*** DATA FOR THIS EXERCISE Section Begins ***

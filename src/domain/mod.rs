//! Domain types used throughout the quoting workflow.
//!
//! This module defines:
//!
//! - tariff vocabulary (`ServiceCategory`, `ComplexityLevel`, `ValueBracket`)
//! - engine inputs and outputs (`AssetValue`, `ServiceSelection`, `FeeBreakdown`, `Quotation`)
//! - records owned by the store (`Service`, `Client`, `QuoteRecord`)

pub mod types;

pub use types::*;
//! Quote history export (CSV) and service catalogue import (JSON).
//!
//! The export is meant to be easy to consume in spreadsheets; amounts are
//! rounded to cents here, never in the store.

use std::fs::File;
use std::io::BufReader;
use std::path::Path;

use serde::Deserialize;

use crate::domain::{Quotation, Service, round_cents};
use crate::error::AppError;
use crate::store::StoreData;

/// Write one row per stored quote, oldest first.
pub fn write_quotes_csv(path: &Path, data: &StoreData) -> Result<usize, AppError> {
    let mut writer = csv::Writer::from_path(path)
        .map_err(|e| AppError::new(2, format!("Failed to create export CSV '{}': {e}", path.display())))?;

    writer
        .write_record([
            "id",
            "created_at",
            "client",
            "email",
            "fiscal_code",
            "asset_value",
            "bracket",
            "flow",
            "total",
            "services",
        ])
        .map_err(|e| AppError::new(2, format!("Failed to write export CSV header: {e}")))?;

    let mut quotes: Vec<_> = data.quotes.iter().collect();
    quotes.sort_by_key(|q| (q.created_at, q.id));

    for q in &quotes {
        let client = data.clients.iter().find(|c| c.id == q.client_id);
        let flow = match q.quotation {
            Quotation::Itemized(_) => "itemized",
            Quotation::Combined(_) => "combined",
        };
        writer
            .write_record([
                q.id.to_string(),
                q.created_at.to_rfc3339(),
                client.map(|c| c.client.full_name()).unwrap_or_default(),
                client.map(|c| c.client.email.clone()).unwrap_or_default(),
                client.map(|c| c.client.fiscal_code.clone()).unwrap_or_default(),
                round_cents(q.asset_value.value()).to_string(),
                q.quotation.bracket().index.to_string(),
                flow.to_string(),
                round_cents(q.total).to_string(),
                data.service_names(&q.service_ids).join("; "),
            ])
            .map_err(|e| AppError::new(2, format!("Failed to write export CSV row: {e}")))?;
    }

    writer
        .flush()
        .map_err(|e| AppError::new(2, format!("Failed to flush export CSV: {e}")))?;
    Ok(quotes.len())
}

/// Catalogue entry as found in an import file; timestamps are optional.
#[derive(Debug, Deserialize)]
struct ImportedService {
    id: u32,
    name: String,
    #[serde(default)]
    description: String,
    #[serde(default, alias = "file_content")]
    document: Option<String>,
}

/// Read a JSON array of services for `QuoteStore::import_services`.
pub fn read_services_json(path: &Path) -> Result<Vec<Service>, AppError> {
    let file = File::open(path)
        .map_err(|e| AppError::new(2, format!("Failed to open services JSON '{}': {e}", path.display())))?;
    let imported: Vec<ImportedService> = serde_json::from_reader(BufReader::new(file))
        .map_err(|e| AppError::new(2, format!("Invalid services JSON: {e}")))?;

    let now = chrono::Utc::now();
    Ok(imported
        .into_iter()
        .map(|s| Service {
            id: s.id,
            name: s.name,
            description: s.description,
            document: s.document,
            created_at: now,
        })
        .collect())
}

*** DATA FOR THIS EXERCISE Section Ends ***

▶ DIRECTIONS
All lines above with "document" in them should be returned.

▶ WRITTEN SOLUTION
    document: Option<String>,
            document: s.document,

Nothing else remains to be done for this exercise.